Portamento sounds like this:

First, you'll hear an extreme example, then I switch back to almost zero, then I turn it up a bit again.

http://www.theheartcore.com/music/portamento_extreme_modest.mp3

You can practice a bit with this (it's a pretty good free plugin):

http://www.geocities.jp/daichi1969/softsynth/synth1.jpg

Set play mode to mono and adjust the portamento knob; when you play the notes, make sure they blend (so hold the lower key first, while holding it down, hit a higher key). You'll hear the sound rise slowly.

If the effect you were looking for is something else, it could be the bass-like sound that increases in brightness in clearly audible steps instead of gradually (but this happens rather fast). This is an option that's not available on every synthesizer. No idea if that's what you mean with wavy.
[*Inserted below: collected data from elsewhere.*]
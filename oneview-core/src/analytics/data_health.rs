//! Data health rules and scoring.
//!
//! Four fixed rules run over the filtered facts:
//!
//! | Severity | Rule |
//! |----------|------|
//! | flagged | call or timesheet without a recruiter email |
//! | invalid | zero-duration call not marked as missed |
//! | warning | more than 16 hours logged by one recruiter on one day |
//! | quarantined | placement whose job is not in the job dimension |
//!
//! The score divides the issue count by the unfiltered record count, so
//! narrowing filters lowers the number of issues but not the denominator.

use super::filters::{filter_calls, filter_hours, filter_placements, FilterCriteria};
use super::AnalyticsContext;
use crate::dataset::Dataset;
use chrono::NaiveDate;
use serde::Serialize;
use std::collections::BTreeMap;

/// Hours per recruiter per day above which a timesheet day is suspicious.
pub const MAX_DAILY_HOURS: f64 = 16.0;

/// Severity of a data health issue.
#[derive(Debug, Clone, Copy, PartialEq, Eq, Hash, Serialize)]
#[serde(rename_all = "lowercase")]
pub enum IssueSeverity {
    Flagged,
    Invalid,
    Warning,
    Quarantined,
}

impl IssueSeverity {
    pub fn as_str(&self) -> &'static str {
        match self {
            IssueSeverity::Flagged => "flagged",
            IssueSeverity::Invalid => "invalid",
            IssueSeverity::Warning => "warning",
            IssueSeverity::Quarantined => "quarantined",
        }
    }
}

/// A detected data quality problem.
#[derive(Debug, Clone, PartialEq, Serialize)]
pub struct DataHealthIssue {
    pub id: String,
    pub severity: IssueSeverity,
    pub category: &'static str,
    pub message: String,
    pub explanation: &'static str,
    pub recommended_action: &'static str,
    /// Id of the affected record; comma-separated for aggregated issues
    pub affected_record: String,
}

/// Per-severity tallies and an overall 0-100 score.
#[derive(Debug, Clone, Copy, PartialEq, Eq, Default, Serialize)]
pub struct DataHealthScore {
    pub overall: u32,
    pub flagged: usize,
    pub invalid: usize,
    pub warnings: usize,
    pub quarantined: usize,
}

/// Assigns sequential `issue-N` ids in emission order.
struct IssueLog {
    issues: Vec<DataHealthIssue>,
}

impl IssueLog {
    fn push(
        &mut self,
        severity: IssueSeverity,
        category: &'static str,
        message: String,
        explanation: &'static str,
        recommended_action: &'static str,
        affected_record: String,
    ) {
        let id = format!("issue-{}", self.issues.len() + 1);
        self.issues.push(DataHealthIssue {
            id,
            severity,
            category,
            message,
            explanation,
            recommended_action,
            affected_record,
        });
    }
}

fn is_blank(s: &str) -> bool {
    s.trim().is_empty()
}

/// Run every rule over the filtered facts.
pub fn compute_data_health_issues(
    ctx: &AnalyticsContext<'_>,
    filters: &FilterCriteria,
) -> Vec<DataHealthIssue> {
    let calls = filter_calls(ctx.data.calls(), filters, ctx);
    let hours = filter_hours(ctx.data.hours(), filters, ctx);
    let placements = filter_placements(ctx.data.placements(), filters, ctx);

    let mut log = IssueLog { issues: Vec::new() };

    // Flagged: missing recruiter email
    for call in calls.iter().filter(|c| is_blank(&c.recruiter_email)) {
        log.push(
            IssueSeverity::Flagged,
            "Missing Data",
            format!("Call {} has no recruiter email", call.id),
            "Recruiter email is required to join call data with user records across systems.",
            "Update the call record with the correct recruiter email from Aircall.",
            call.id.clone(),
        );
    }
    for entry in hours.iter().filter(|h| is_blank(&h.recruiter_email)) {
        log.push(
            IssueSeverity::Flagged,
            "Missing Data",
            format!("Timesheet {} has no recruiter email", entry.id),
            "Recruiter email is required to join timesheet data with user records.",
            "Update the timesheet record with the correct user email.",
            entry.id.clone(),
        );
    }

    // Invalid: zero duration without the missed flag
    for call in calls
        .iter()
        .filter(|c| c.duration_sec == 0 && !c.is_missed)
    {
        log.push(
            IssueSeverity::Invalid,
            "Invalid Data",
            format!("Call {} has 0 duration but is not marked as missed", call.id),
            "Calls with zero duration should be marked as missed or have a valid duration.",
            "Review the call record in Aircall and update the duration or missed status.",
            call.id.clone(),
        );
    }

    // Warning: too many hours in one day
    let mut by_day: BTreeMap<(&str, NaiveDate), (f64, Vec<&str>)> = BTreeMap::new();
    for entry in &hours {
        let day = by_day
            .entry((entry.recruiter_email.as_str(), entry.work_date.date()))
            .or_insert_with(|| (0.0, Vec::new()));
        day.0 += entry.hours_logged;
        day.1.push(entry.id.as_str());
    }
    for ((email, date), (total, records)) in by_day {
        if total <= MAX_DAILY_HOURS {
            continue;
        }
        let who = ctx
            .data
            .recruiter(email)
            .map(|r| r.name.as_str())
            .unwrap_or(email);
        log.push(
            IssueSeverity::Warning,
            "Burnout Risk",
            format!("{who} logged {total:.1} hours on {}", date.format("%Y-%m-%d")),
            "Logging more than 16 hours in a single day may indicate data entry errors or burnout risk.",
            "Review timesheet entries for accuracy and check in with the recruiter about workload.",
            records.join(", "),
        );
    }

    // Quarantined: placement without a job
    for placement in placements
        .iter()
        .filter(|p| ctx.data.job(&p.job_id).is_none())
    {
        log.push(
            IssueSeverity::Quarantined,
            "Orphaned Data",
            format!(
                "Placement {} references non-existent job {}",
                placement.id, placement.job_id
            ),
            "This placement cannot be properly attributed to a client or analyzed without a valid job record.",
            "Verify the job ID in Loxo and update the placement record, or restore the missing job.",
            placement.id.clone(),
        );
    }

    tracing::debug!(issues = log.issues.len(), ?filters, "Computed data health issues");
    log.issues
}

/// Tally issues by severity and compute the overall score.
///
/// `overall = max(0, round(100 - issues / records * 100))` where `records`
/// is the unfiltered count of calls, timesheets and placements. An empty
/// dataset scores 100.
pub fn compute_data_health_score(issues: &[DataHealthIssue], data: &Dataset) -> DataHealthScore {
    let count = |severity: IssueSeverity| issues.iter().filter(|i| i.severity == severity).count();

    let flagged = count(IssueSeverity::Flagged);
    let invalid = count(IssueSeverity::Invalid);
    let warnings = count(IssueSeverity::Warning);
    let quarantined = count(IssueSeverity::Quarantined);
    let total_issues = flagged + invalid + warnings + quarantined;

    let total_records = data.total_record_count();
    let overall = if total_records == 0 {
        100
    } else {
        let raw = 100.0 - (total_issues as f64 / total_records as f64) * 100.0;
        raw.round().max(0.0) as u32
    };

    DataHealthScore {
        overall,
        flagged,
        invalid,
        warnings,
        quarantined,
    }
}

#[cfg(test)]
mod tests {
    use super::*;
    use crate::dataset::DatasetTables;
    use crate::types::{Call, CallDirection, Hours, Placement, Recruiter};
    use chrono::{Duration, NaiveDateTime};

    fn now() -> NaiveDateTime {
        NaiveDate::from_ymd_opt(2024, 3, 15)
            .unwrap()
            .and_hms_opt(10, 0, 0)
            .unwrap()
    }

    fn call(id: &str, email: &str, duration_sec: u32, is_missed: bool) -> Call {
        Call {
            id: id.to_string(),
            recruiter_email: email.to_string(),
            direction: CallDirection::Outbound,
            duration_sec,
            called_at: now() - Duration::hours(3),
            is_missed,
        }
    }

    fn timesheet(id: &str, email: &str, logged: f64, hour: u32) -> Hours {
        Hours {
            id: id.to_string(),
            recruiter_email: email.to_string(),
            work_date: NaiveDate::from_ymd_opt(2024, 3, 12)
                .unwrap()
                .and_hms_opt(hour, 0, 0)
                .unwrap(),
            hours_logged: logged,
            is_billable: true,
            client_name: None,
            job_id: None,
        }
    }

    fn recruiter() -> Recruiter {
        Recruiter {
            id: "rec-1".to_string(),
            email: "ann@x.com".to_string(),
            name: "Ann Lee".to_string(),
            role: "Recruiter".to_string(),
            is_active: true,
            team: None,
        }
    }

    #[test]
    fn test_zero_duration_call_is_invalid() {
        let data = Dataset::new(DatasetTables {
            recruiters: vec![recruiter()],
            calls: vec![
                call("call-1", "ann@x.com", 0, false),
                call("call-2", "ann@x.com", 0, true),
                call("call-3", "ann@x.com", 120, false),
            ],
            ..Default::default()
        });
        let ctx = AnalyticsContext::new(&data, now());

        let issues = compute_data_health_issues(&ctx, &FilterCriteria::default());
        let invalid: Vec<_> = issues
            .iter()
            .filter(|i| i.severity == IssueSeverity::Invalid)
            .collect();
        assert_eq!(invalid.len(), 1);
        assert_eq!(invalid[0].affected_record, "call-1");
        assert_eq!(invalid[0].id, "issue-1");

        let score = compute_data_health_score(&issues, &data);
        assert_eq!(score.invalid, 1);
        // 1 issue over 3 records
        assert_eq!(score.overall, 67);
    }

    #[test]
    fn test_missing_email_and_orphaned_placement() {
        let data = Dataset::new(DatasetTables {
            recruiters: vec![recruiter()],
            calls: vec![call("call-1", "  ", 60, false)],
            hours: vec![timesheet("ts-1", "", 4.0, 9)],
            placements: vec![Placement {
                id: "place-1".to_string(),
                placed_at: now() - Duration::days(1),
                recruiter_id: "rec-1".to_string(),
                job_id: "job-missing".to_string(),
                candidate_id: "cand-1".to_string(),
                revenue_amount: None,
                time_to_fill_days: 10,
            }],
            ..Default::default()
        });
        let ctx = AnalyticsContext::new(&data, now());
        let issues = compute_data_health_issues(&ctx, &FilterCriteria::default());

        let severities: Vec<_> = issues.iter().map(|i| i.severity).collect();
        assert_eq!(
            severities,
            vec![
                IssueSeverity::Flagged,
                IssueSeverity::Flagged,
                IssueSeverity::Quarantined
            ]
        );
        let ids: Vec<_> = issues.iter().map(|i| i.id.as_str()).collect();
        assert_eq!(ids, vec!["issue-1", "issue-2", "issue-3"]);
        assert_eq!(issues[2].message, "Placement place-1 references non-existent job job-missing");

        let score = compute_data_health_score(&issues, &data);
        assert_eq!(score.flagged, 2);
        assert_eq!(score.quarantined, 1);
        assert_eq!(score.overall, 0);
    }

    #[test]
    fn test_long_day_aggregates_timesheets() {
        let data = Dataset::new(DatasetTables {
            recruiters: vec![recruiter()],
            hours: vec![
                timesheet("ts-1", "ann@x.com", 9.0, 8),
                timesheet("ts-2", "ann@x.com", 8.5, 18),
                timesheet("ts-3", "bob@x.com", 17.0, 8),
            ],
            ..Default::default()
        });
        let ctx = AnalyticsContext::new(&data, now());
        let issues = compute_data_health_issues(&ctx, &FilterCriteria::default());

        assert_eq!(issues.len(), 2);
        assert!(issues.iter().all(|i| i.severity == IssueSeverity::Warning));
        assert_eq!(issues[0].message, "Ann Lee logged 17.5 hours on 2024-03-12");
        assert_eq!(issues[0].affected_record, "ts-1, ts-2");
        // Unknown recruiters fall back to their email
        assert_eq!(issues[1].message, "bob@x.com logged 17.0 hours on 2024-03-12");
    }

    #[test]
    fn test_sample_data_is_clean() {
        let data = Dataset::sample(now());
        let ctx = AnalyticsContext::new(&data, now());
        let issues = compute_data_health_issues(&ctx, &FilterCriteria::default());
        assert!(issues.is_empty());
        assert_eq!(compute_data_health_score(&issues, &data).overall, 100);
    }

    #[test]
    fn test_empty_dataset_scores_100() {
        let score = compute_data_health_score(&[], &Dataset::default());
        assert_eq!(score, DataHealthScore { overall: 100, ..Default::default() });
    }
}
http://www.theheartcore.com/music/stepseq_filter.mp3

What happens is that you put a steqsequencer or "quantized saw wave" on the filter. The (lowpass) filter controls the brightness. Normally, if you turn the knob up, the brightness will increase in a fluent fashion; if you let a step sequencer handle it, you can specify a value per step, so it can jump up from 0 to 20 (or whatever you want to) nearly immediately. The example was done with Native Instruments Massive, and uses 8 steps to go up from a low value to nearly maximum. It basically looks like a staircase.

Another option is to use something that can play samples like this in succession: basically you switch around the sample it's supposed to be playing almost immediately so the sound will "stutter" like this. This is how people achieved certain effects back when the tracker scene (Fasttracker, Screamtracker) was at its heyday; because of limited memory and no things like lowpass filters, they had to use other tricks.

If it's still not what you are looking for and you mean with "wavy" the tinkling sounds in the background, you can do this using a reverse delay.

http://www.gvst.co.uk/grevdly.htm is free.

Example below is made with Synth1, GRev Delay, and Ableton's built-in reverb. Synth1's arpeggio is used to play the chords.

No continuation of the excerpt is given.